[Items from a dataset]
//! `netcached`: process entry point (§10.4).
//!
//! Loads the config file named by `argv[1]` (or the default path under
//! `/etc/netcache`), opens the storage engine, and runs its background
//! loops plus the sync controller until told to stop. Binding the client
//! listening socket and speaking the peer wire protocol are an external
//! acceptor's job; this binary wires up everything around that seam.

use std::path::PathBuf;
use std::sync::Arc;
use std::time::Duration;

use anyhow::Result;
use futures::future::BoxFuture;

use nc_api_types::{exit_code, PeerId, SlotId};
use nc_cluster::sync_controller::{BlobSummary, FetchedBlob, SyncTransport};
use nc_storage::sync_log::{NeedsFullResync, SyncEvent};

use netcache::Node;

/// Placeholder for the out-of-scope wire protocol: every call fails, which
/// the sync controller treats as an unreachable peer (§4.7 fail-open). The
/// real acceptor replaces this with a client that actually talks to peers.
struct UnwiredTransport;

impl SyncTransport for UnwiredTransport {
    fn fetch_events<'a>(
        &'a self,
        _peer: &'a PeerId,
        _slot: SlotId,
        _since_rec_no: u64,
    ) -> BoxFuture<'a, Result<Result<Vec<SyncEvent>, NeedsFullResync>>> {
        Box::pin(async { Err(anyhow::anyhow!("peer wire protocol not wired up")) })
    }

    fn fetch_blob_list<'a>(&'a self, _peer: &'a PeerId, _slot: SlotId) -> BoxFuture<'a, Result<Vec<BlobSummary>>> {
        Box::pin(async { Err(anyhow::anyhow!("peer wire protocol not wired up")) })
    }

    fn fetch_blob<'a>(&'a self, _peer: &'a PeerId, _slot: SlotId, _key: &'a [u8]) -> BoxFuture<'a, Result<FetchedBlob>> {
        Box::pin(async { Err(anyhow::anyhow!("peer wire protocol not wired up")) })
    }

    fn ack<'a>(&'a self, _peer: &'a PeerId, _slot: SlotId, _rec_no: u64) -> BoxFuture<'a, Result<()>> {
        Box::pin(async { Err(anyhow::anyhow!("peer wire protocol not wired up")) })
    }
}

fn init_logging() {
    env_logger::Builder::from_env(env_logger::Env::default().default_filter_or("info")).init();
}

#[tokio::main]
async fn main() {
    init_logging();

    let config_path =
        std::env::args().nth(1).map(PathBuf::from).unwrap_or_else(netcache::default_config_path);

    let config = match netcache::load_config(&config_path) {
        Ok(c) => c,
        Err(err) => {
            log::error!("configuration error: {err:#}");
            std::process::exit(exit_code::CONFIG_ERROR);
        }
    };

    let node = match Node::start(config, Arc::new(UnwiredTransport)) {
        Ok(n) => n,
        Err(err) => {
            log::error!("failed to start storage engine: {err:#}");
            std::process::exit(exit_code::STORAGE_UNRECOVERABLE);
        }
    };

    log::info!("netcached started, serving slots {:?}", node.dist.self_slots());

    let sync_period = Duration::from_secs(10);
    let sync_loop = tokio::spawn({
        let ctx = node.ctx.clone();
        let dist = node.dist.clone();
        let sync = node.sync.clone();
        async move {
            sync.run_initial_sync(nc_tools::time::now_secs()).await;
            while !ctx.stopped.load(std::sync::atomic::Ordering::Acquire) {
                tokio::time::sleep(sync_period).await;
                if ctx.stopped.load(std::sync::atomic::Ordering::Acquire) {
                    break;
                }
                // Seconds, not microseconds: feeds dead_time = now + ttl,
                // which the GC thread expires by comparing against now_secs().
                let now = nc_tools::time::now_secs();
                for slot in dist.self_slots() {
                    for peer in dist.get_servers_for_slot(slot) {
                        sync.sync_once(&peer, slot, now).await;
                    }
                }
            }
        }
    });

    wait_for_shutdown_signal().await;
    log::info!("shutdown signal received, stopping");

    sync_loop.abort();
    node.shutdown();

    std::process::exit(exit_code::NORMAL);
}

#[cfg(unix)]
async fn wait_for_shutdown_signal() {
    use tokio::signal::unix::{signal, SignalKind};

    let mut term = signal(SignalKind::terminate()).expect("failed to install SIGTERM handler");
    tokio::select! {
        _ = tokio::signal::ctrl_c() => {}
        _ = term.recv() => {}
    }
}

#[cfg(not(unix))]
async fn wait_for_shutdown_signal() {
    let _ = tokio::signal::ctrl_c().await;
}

==

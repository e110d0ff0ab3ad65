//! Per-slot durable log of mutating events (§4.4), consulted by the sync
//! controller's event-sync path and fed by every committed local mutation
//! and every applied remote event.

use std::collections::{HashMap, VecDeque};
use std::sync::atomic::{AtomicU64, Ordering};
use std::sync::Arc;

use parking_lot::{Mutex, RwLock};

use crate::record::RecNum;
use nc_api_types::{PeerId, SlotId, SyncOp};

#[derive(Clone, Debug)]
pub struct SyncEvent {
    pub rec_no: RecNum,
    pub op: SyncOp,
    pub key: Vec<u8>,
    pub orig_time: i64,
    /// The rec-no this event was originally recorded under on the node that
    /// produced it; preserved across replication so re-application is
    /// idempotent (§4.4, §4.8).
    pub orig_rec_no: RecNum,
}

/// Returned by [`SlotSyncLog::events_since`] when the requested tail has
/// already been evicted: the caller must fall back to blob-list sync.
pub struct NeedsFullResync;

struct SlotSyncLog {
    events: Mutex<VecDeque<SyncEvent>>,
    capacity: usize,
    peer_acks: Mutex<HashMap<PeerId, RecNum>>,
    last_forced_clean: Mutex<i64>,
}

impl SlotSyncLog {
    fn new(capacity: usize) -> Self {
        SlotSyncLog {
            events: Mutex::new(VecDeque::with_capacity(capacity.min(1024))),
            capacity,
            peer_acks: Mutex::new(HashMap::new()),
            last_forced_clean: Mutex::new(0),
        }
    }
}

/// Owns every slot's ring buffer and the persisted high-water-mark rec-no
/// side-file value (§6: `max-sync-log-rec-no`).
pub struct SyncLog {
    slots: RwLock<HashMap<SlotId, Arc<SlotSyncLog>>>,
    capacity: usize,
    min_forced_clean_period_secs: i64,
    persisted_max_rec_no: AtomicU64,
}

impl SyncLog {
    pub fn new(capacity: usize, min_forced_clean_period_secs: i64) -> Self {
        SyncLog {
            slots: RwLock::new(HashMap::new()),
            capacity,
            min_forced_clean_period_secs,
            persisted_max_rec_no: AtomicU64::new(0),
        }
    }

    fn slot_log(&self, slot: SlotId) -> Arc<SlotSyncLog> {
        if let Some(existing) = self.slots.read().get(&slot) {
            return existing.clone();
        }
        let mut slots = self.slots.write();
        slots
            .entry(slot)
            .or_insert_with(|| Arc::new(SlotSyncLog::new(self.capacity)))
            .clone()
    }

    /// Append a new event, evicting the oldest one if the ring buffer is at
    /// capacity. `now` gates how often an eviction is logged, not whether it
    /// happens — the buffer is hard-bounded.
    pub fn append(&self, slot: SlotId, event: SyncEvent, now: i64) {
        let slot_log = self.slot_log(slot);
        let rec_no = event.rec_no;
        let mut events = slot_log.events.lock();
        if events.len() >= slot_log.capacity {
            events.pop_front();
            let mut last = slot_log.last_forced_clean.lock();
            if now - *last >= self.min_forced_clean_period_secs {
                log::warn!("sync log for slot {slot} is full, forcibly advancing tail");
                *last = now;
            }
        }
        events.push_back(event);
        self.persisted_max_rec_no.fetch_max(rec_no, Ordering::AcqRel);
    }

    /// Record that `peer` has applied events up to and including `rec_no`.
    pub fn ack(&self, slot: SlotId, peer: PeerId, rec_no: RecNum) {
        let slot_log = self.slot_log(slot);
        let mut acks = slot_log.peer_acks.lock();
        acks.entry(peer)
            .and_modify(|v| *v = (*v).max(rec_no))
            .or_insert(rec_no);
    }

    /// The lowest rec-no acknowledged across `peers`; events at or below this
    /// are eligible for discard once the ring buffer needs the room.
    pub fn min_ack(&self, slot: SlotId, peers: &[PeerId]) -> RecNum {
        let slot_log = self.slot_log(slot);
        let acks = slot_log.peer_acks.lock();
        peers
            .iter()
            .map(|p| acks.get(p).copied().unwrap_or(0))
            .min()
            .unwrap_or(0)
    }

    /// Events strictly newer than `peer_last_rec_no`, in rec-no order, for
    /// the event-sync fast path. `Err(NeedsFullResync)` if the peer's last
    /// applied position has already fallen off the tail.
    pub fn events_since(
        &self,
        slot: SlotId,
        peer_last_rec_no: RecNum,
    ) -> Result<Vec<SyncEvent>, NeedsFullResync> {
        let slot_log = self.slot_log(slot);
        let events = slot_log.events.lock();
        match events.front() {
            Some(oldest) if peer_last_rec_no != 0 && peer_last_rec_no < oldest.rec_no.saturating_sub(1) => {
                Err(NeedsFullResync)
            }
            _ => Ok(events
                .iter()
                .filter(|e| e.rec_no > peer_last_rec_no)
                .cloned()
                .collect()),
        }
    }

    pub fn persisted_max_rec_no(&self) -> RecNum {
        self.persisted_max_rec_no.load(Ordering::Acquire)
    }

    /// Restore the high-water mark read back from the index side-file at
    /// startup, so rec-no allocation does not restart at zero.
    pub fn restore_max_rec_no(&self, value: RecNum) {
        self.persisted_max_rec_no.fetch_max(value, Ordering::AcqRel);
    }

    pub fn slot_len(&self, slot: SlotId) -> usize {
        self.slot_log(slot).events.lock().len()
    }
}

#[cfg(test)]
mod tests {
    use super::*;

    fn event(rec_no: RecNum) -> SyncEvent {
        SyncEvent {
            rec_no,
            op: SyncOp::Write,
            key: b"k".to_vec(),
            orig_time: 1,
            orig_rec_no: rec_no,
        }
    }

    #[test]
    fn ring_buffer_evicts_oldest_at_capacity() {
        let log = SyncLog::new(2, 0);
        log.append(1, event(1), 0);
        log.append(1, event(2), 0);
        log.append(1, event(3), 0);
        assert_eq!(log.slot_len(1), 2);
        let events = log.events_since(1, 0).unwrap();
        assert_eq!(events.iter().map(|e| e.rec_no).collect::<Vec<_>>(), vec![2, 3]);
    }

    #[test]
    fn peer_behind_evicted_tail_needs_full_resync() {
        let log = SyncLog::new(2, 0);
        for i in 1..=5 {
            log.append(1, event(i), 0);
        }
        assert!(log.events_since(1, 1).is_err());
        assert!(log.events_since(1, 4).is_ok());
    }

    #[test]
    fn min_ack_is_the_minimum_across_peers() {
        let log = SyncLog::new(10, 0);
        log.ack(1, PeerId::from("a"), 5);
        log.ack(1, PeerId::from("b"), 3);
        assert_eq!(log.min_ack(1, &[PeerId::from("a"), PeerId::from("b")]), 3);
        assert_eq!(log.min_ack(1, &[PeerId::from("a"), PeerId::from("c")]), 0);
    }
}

* * *

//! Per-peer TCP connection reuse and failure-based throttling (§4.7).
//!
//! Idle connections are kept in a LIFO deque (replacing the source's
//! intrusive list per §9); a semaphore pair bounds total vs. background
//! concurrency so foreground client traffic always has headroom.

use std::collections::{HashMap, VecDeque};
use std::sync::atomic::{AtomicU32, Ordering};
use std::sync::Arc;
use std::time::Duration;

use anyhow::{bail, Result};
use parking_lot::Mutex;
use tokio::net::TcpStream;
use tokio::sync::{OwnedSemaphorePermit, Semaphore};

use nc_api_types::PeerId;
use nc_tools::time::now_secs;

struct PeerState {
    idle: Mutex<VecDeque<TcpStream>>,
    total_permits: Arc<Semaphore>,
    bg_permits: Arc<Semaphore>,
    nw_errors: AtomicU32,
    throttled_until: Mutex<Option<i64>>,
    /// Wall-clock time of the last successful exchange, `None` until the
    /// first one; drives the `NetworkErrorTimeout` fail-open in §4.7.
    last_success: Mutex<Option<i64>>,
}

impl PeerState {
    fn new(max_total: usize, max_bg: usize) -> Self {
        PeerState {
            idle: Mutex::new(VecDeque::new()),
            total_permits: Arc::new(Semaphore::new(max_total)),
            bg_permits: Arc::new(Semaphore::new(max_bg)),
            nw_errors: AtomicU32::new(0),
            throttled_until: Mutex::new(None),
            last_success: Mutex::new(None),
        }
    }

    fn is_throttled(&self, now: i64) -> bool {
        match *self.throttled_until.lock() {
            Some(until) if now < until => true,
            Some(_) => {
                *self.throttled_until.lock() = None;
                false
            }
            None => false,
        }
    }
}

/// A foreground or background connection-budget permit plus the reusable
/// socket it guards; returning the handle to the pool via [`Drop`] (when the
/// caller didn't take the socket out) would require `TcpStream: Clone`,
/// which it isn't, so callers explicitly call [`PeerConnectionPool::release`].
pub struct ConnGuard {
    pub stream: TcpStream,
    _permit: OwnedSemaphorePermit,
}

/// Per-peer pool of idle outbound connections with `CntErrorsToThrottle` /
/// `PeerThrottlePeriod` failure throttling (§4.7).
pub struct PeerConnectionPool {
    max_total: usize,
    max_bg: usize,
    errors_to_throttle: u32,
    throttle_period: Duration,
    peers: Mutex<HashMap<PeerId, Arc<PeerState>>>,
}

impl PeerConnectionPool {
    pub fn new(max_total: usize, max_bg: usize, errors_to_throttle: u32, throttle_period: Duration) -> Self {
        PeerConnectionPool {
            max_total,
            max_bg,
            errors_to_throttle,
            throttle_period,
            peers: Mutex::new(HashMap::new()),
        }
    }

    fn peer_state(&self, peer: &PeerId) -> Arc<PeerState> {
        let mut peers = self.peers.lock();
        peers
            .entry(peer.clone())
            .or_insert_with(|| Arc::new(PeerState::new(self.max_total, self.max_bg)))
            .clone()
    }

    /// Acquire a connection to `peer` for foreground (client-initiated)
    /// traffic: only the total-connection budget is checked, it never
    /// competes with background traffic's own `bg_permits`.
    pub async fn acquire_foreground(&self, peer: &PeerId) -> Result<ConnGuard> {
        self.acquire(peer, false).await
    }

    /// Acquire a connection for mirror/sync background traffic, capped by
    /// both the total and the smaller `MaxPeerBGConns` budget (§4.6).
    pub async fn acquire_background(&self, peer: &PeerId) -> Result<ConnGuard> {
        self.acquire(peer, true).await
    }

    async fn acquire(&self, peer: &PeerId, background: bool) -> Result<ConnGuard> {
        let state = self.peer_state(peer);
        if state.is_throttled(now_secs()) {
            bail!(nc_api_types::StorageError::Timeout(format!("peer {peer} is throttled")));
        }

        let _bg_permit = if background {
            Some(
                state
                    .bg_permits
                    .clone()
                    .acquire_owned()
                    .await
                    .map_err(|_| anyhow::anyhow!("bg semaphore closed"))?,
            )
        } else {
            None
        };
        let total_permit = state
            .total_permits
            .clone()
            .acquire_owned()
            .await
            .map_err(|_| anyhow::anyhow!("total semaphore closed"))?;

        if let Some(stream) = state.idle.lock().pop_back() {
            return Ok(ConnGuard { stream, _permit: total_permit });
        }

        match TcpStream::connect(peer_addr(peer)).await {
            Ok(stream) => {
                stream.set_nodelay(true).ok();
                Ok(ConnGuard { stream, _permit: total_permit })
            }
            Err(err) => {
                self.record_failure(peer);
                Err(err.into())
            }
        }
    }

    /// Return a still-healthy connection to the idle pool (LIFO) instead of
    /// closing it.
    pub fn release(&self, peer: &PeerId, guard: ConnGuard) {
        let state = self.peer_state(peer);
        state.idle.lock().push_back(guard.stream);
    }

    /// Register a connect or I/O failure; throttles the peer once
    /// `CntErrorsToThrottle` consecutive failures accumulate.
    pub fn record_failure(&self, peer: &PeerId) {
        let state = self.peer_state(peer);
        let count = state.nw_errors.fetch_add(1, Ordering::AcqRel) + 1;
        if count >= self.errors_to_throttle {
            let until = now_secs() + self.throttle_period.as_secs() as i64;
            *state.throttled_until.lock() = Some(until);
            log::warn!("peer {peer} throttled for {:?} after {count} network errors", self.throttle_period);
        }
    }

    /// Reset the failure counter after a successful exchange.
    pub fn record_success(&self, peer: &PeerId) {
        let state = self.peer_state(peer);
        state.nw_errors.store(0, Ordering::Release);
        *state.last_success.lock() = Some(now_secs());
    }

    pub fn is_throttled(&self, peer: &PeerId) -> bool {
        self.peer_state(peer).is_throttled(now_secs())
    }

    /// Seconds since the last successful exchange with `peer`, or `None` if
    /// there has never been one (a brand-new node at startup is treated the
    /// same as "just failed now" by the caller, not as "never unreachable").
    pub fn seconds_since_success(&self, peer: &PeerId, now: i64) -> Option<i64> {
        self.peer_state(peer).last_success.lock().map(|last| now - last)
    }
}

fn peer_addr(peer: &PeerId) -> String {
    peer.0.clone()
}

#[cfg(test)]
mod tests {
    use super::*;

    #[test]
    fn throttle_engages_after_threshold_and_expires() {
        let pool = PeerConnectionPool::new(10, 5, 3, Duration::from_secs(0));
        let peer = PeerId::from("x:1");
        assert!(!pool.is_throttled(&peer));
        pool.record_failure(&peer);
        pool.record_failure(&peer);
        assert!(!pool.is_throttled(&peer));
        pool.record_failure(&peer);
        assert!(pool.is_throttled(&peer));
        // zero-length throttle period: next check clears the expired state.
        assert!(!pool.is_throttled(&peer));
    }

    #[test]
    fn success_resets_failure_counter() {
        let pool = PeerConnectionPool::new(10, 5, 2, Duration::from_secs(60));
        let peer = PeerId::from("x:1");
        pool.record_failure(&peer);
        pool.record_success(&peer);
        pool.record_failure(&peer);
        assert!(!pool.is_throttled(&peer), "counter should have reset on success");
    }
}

▶ **PROBLEM STATEMENT**
Which lines run from the one holding "entry point (§10.4)." through the one holding "(§4.7 fail-open). The" in the records above? Repeat them exactly, both included, and nothing more.

▶ **RESULT**
//! `netcached`: process entry point (§10.4).
//!
//! Loads the config file named by `argv[1]` (or the default path under
//! `/etc/netcache`), opens the storage engine, and runs its background
//! loops plus the sync controller until told to stop. Binding the client
//! listening socket and speaking the peer wire protocol are an external
//! acceptor's job; this binary wires up everything around that seam.

use std::path::PathBuf;
use std::sync::Arc;
use std::time::Duration;

use anyhow::Result;
use futures::future::BoxFuture;

use nc_api_types::{exit_code, PeerId, SlotId};
use nc_cluster::sync_controller::{BlobSummary, FetchedBlob, SyncTransport};
use nc_storage::sync_log::{NeedsFullResync, SyncEvent};

use netcache::Node;

/// Placeholder for the out-of-scope wire protocol: every call fails, which
/// the sync controller treats as an unreachable peer (§4.7 fail-open). The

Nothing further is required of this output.